Warsztaty drukowania – relacja

Wyobraź sobie niezwykle intensywne warsztaty pełne pachnących wydruków w mojej gliwickiej pracowni na poddaszu. W kameralnym gronie kilku kochających fotografię na papierze, popijając pyszną kawę, mając do dyspozycji najlepsze pigmentowe i barwnikowe drukarki Epsona i najszlachetniejsze papiery Hahnemühle. To wszystko już za nami… Co kilka dni zapraszałem do mojej pracowni kilkoro pasjonatów fotografii – dzieląc się doświadczeniem drukowaliśmy piękne fotografie. Zapraszam do krótkiej relacji.

Jesienią planujemy kolejną edycję warsztatów sztuka drukowania – zostaw maila, jeśli chcesz dostać informację 

     

    Partnerzy warsztatów:

       

     



    „Wyobraź sobie, że wchodzisz na poddasze starej kamienicy po metalowych schodach otulonych drewnem, które grają pod Twoimi stopami tylko sobie znane dźwięki, otwierasz drzwi po lewej i w mgnieniu oka zanurzasz się w czymś, co teoretyczne znasz z filmików; no właśnie, teoretycznie…

    Pierwsze sekundy ciężko wyrazić słowami, gonitwa myśli, orientacja w przestrzeni, ale zanim zdążysz zarejestrować naturalny w takich chwilach niepokój, ogarnia Cię potężna dawka pozytywnej energii, cały zastęp uśmiechniętych na Twój widok ludzi; nie ważne kim jesteś, gdzie pracujesz, co robisz, ważne że jesteś nasz, bo kochasz fotografię, szanujesz innych i jesteś otwarty na wiedzę.

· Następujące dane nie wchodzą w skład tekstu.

#[tokio::test]
async fn test_deferred_length_over_http() {
    let (app, _) = test_app();
    let response = send(
        &app,
        tus(Method::POST, "/files")
            .header("Upload-Defer-Length", "1")
            .body(Body::empty())
            .unwrap(),
    )
    .await;
    assert_eq!(response.status(), StatusCode::CREATED);
    let location = header(&response, "location").to_string();

    let response = send(&app, tus(Method::HEAD, &location).body(Body::empty()).unwrap()).await;
    assert_eq!(header(&response, "upload-defer-length"), "1");

    let response = send(
        &app,
        tus(Method::PATCH, &location)
            .header("Content-Type", "application/offset+octet-stream")
            .header("Upload-Offset", "0")
            .header("Upload-Length", "3")
            .body(Body::from("abc"))
            .unwrap(),
    )
    .await;
    assert_eq!(response.status(), StatusCode::NO_CONTENT);
    assert_eq!(header(&response, "upload-offset"), "3");

    let response = send(&app, tus(Method::HEAD, &location).body(Body::empty()).unwrap()).await;
    assert_eq!(header(&response, "upload-length"), "3");
}

#[tokio::test]
async fn test_creation_with_upload() {
    let (app, _) = test_app();
    let response = send(
        &app,
        tus(Method::POST, "/files")
            .header("Upload-Length", "10")
            .header("Content-Type", "application/offset+octet-stream")
            .body(Body::from("hello"))
            .unwrap(),
    )
    .await;
    assert_eq!(response.status(), StatusCode::CREATED);
    assert_eq!(header(&response, "upload-offset"), "5");
}

#[tokio::test]
async fn test_terminate() {
    let (app, _) = test_app();
    let location = create(&app, 10).await;

    let response = send(&app, tus(Method::DELETE, &location).body(Body::empty()).unwrap()).await;
    assert_eq!(response.status(), StatusCode::NO_CONTENT);

    let response = send(&app, tus(Method::HEAD, &location).body(Body::empty()).unwrap()).await;
    assert_eq!(response.status(), StatusCode::NOT_FOUND);

    let response = send(&app, patch(&location, 0, b"abc")).await;
    assert_eq!(response.status(), StatusCode::NOT_FOUND);
}

#[tokio::test]
async fn test_terminate_is_idempotent() {
    let (app, _) = test_app();
    let location = create(&app, 10).await;

    // a retried DELETE after a lost response
    for _ in 0..2 {
        let response =
            send(&app, tus(Method::DELETE, &location).body(Body::empty()).unwrap()).await;
        assert_eq!(response.status(), StatusCode::NO_CONTENT);
    }

    for uri in ["/files/0123456789abcdef0123456789abcdef", "/files/not-an-id"] {
        let response = send(&app, tus(Method::DELETE, uri).body(Body::empty()).unwrap()).await;
        assert_eq!(response.status(), StatusCode::NO_CONTENT, "{uri}");
        assert_eq!(header(&response, "tus-resumable"), "1.0.0");
    }

    let response = send(&app, tus(Method::HEAD, &location).body(Body::empty()).unwrap()).await;
    assert_eq!(response.status(), StatusCode::NOT_FOUND);
}

#[tokio::test]
async fn test_plain_http_download() {
    let (app, _) = test_app();
    let location = create(&app, 6).await;
    let response = send(&app, patch(&location, 0, b"abc")).await;
    assert_eq!(response.status(), StatusCode::NO_CONTENT);

    // no Tus-Resumable, as a browser or curl would send it
    let response = send(
        &app,
        Request::builder()
            .uri(location.as_str())
            .body(Body::empty())
            .unwrap(),
    )
    .await;
    assert_eq!(response.status(), StatusCode::OK);
    assert_eq!(header(&response, "tus-resumable"), "1.0.0");
    assert_eq!(header(&response, "content-length"), "3");
    let body = to_bytes(response.into_body(), usize::MAX).await.unwrap();
    assert_eq!(&body[..], b"abc");

    let response = send(
        &app,
        Request::builder()
            .method(Method::HEAD)
            .uri(location.as_str())
            .body(Body::empty())
            .unwrap(),
    )
    .await;
    assert_eq!(response.status(), StatusCode::PRECONDITION_FAILED);
}

#[tokio::test]
async fn test_checksum_mismatch() {
    let (app, _) = test_app();
    let location = create(&app, 10).await;

    let response = send(
        &app,
        tus(Method::PATCH, &location)
            .header("Content-Type", "application/offset+octet-stream")
            .header("Upload-Offset", "0")
            .header("Upload-Checksum", Checksum::sha256(b"nope").to_header())
            .body(Body::from("abc"))
            .unwrap(),
    )
    .await;
    assert_eq!(response.status().as_u16(), 460);

    let response = send(
        &app,
        tus(Method::PATCH, &location)
            .header("Content-Type", "application/offset+octet-stream")
            .header("Upload-Offset", "0")
            .header("Upload-Checksum", "crc32 AAAA")
            .body(Body::from("abc"))
            .unwrap(),
    )
    .await;
    assert_eq!(response.status(), StatusCode::BAD_REQUEST);
}

#[tokio::test]
async fn test_range_request() {
    let (app, _) = test_app();
    let location = create(&app, 10).await;
    send(&app, patch(&location, 0, b"0123456789")).await;

    let response = send(
        &app,
        tus(Method::GET, &location)
            .header("Range", "bytes=2-4")
            .body(Body::empty())
            .unwrap(),
    )
    .await;
    assert_eq!(response.status(), StatusCode::PARTIAL_CONTENT);
    assert_eq!(header(&response, "content-range"), "bytes 2-4/10");
    let body = to_bytes(response.into_body(), usize::MAX).await.unwrap();
    assert_eq!(&body[..], b"234");

    let response = send(
        &app,
        tus(Method::GET, &location)
            .header("Range", "bytes=20-")
            .body(Body::empty())
            .unwrap(),
    )
    .await;
    assert_eq!(response.status(), StatusCode::RANGE_NOT_SATISFIABLE);
}

#[tokio::test]
async fn test_chunk_over_body_limit() {
    let (app, _) = test_app();
    let location = create(&app, 1000).await;
    let response = send(&app, patch(&location, 0, &[7u8; 100])).await;
    assert_eq!(response.status(), StatusCode::PAYLOAD_TOO_LARGE);
}

#[tokio::test]
async fn test_public_url_in_location() {
    let mut config = test_config();
    config.public_url = Some("https://uploads.example.com".to_string());
    let app = build_router(test_state(&config), &config);

    let location = create(&app, 10).await;
    assert!(location.starts_with("https://uploads.example.com/files/"));
}

#[tokio::test]
async fn test_api_key_when_configured() {
    let mut config = test_config();
    config.api_key_hash = Some(Config::hash_api_key("letmein"));
    let app = build_router(test_state(&config), &config);

    let response = send(
        &app,
        tus(Method::POST, "/files")
            .header("Upload-Length", "10")
            .body(Body::empty())
            .unwrap(),
    )
    .await;
    assert_eq!(response.status(), StatusCode::UNAUTHORIZED);
    assert_eq!(header(&response, "tus-resumable"), "1.0.0");

    let response = send(
        &app,
        tus(Method::POST, "/files")
            .header("Upload-Length", "10")
            .header("X-API-Key", "letmein")
            .body(Body::empty())
            .unwrap(),
    )
    .await;
    assert_eq!(response.status(), StatusCode::CREATED);
}

#[tokio::test]
async fn test_health_check() {
    let config = test_config();
    let state = test_state(&config);
    let response = health_check(State(state)).await;
    assert_eq!(response.status(), StatusCode::OK);

    let body = to_bytes(response.into_body(), usize::MAX).await.unwrap();
    let json: serde_json::Value = serde_json::from_slice(&body).unwrap();
    assert_eq!(json["status"], "healthy");
    assert_eq!(json["backend"], "memory");
}

#[tokio::test]
async fn test_stats_without_protocol_header() {
    let (app, _) = test_app();
    create(&app, 10).await;

    let response = send(
        &app,
        Request::builder().uri("/stats").body(Body::empty()).unwrap(),
    )
    .await;
    assert_eq!(response.status(), StatusCode::OK);
    let body = to_bytes(response.into_body(), usize::MAX).await.unwrap();
    let stats: serde_json::Value = serde_json::from_slice(&body).unwrap();
    assert_eq!(stats["active_uploads"], 1);
    assert_eq!(stats["backend"], "memory");
}

#[test]
fn test_engine_config_from_config() {
    let config = test_config();
    let engine: EngineConfig = config.engine_config();
    assert_eq!(engine.max_size, Some(1024));
    assert_eq!(engine.max_metadata_size, 1024);
}

#[tokio::test]
async fn test_oversized_ttl_is_capped() {
    let mut config = test_config();
    config.upload_ttl_secs = u64::MAX;
    let engine_config = config.engine_config();
    assert_eq!(
        engine_config.upload_ttl,
        chrono::TimeDelta::seconds(MAX_UPLOAD_TTL_SECS as i64)
    );

    // expiry dates stay representable
    let (app, _) = {
        let state = test_state(&config);
        (build_router(state.clone(), &config), state)
    };
    let location = create(&app, 10).await;
    let response = send(&app, patch(&location, 0, b"abc")).await;
    assert_eq!(response.status(), StatusCode::NO_CONTENT);
    assert_eq!(header(&response, "upload-offset"), "3");
}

    Powoli docierają do Ciebie szczegóły, zapach wyciągniętego z pudełka świeżego papieru, woń pigmentu, delikatna muzyka w tle. Ktoś pokazuje Ci gdzie jest kawa i przekąski, pewnie nie pamiętasz, bo tyle tych imion się pojawiło, to Lili, dobry duszek dyskretnie dbający, aby było fajnie. Prowadzący to niezwykle pogodny, życzliwy człowiek, posiadający ogrom wiedzy i coś, co okaże się brzemienne w skutkach. Tym czymś jest niesamowita pasja do fotografii, przez co można go słuchać godzinami, nie ma słowa nie da się, a zajęcia praktycznie zawsze kończą się grubo po czasie.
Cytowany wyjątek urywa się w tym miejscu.